Prompt
Go through the entries below and pick out every line with "InputError".
== Records shown ==
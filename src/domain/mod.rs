//! Core domain: the rule language, indicators, evaluation and backtesting.

pub mod table;
pub mod indicator;
pub mod ast;
pub mod vocabulary;
pub mod lexer;
pub mod parser;
pub mod value;
pub mod evaluator;
pub mod backtest;
pub mod metrics;
pub mod translate;
pub mod config_validation;
pub mod error;
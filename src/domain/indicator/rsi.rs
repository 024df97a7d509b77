//! Relative Strength Index.
//!
//! gain = max(dx, 0), loss = max(-dx, 0), averaged with a simple rolling mean
//! over the last n changes (not Wilder's recursive smoothing).
//! RSI = 100 - 100 / (1 + avg_gain / avg_loss)
//! avg_loss == 0 leaves the ratio undefined, so that row is undefined too.
//! Warmup: first n rows are undefined.

use crate::domain::error::InputError;
use crate::domain::indicator::{IndicatorSeries, require_positive, trailing};

pub const DEFAULT_WINDOW: usize = 14;

pub fn rsi(series: &[Option<f64>], window: usize) -> Result<IndicatorSeries, InputError> {
    require_positive(window)?;
    let changes: Vec<Option<f64>> = (0..series.len())
        .map(|i| {
            if i == 0 {
                None
            } else {
                Some(series[i]? - series[i - 1]?)
            }
        })
        .collect();

    Ok((0..series.len())
        .map(|i| {
            let deltas = trailing(&changes, i, window)?;
            let avg_gain = deltas.iter().map(|d| d.max(0.0)).sum::<f64>() / window as f64;
            let avg_loss = deltas.iter().map(|d| (-d).max(0.0)).sum::<f64>() / window as f64;
            if avg_loss == 0.0 {
                return None;
            }
            Some(100.0 - 100.0 / (1.0 + avg_gain / avg_loss))
        })
        .collect())
}

#[cfg(test)]
mod tests {
    use super::*;
    use crate::domain::indicator::defined;
    use approx::assert_relative_eq;

    #[test]
    fn rsi_warmup_is_window_rows() {
        let out = rsi(&defined(&[10.0, 11.0, 10.5, 11.5, 11.0, 12.0]), 3).unwrap();
        assert!(out[..3].iter().all(Option::is_none));
        assert!(out[3..].iter().all(Option::is_some));
    }

    #[test]
    fn rsi_known_value() {
        // changes: +1, -0.5, +1 → gain 2/3, loss 0.5/3, RS = 4
        let out = rsi(&defined(&[10.0, 11.0, 10.5, 11.5]), 3).unwrap();
        assert_relative_eq!(out[3].unwrap(), 80.0, epsilon = 1e-9);
    }

    #[test]
    fn rsi_zero_loss_is_undefined() {
        let out = rsi(&defined(&[1.0, 2.0, 3.0, 4.0, 5.0]), 2).unwrap();
        assert!(out.iter().all(Option::is_none));
    }

    #[test]
    fn rsi_all_losses_is_zero() {
        let out = rsi(&defined(&[5.0, 4.0, 3.0, 2.0]), 2).unwrap();
        assert_relative_eq!(out[3].unwrap(), 0.0);
    }

    #[test]
    fn rsi_bounded() {
        let prices = [44.0, 44.3, 44.1, 43.6, 44.3, 44.8, 45.1, 45.4, 45.8, 46.1, 45.9, 46.0];
        let out = rsi(&defined(&prices), 4).unwrap();
        for v in out.into_iter().flatten() {
            assert!((0.0..=100.0).contains(&v));
        }
    }

    #[test]
    fn rsi_rejects_zero_window() {
        assert!(rsi(&defined(&[1.0, 2.0]), 0).is_err());
    }
}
===
Solution below
use crate::domain::error::InputError;
pub fn rsi(series: &[Option<f64>], window: usize) -> Result<IndicatorSeries, InputError> {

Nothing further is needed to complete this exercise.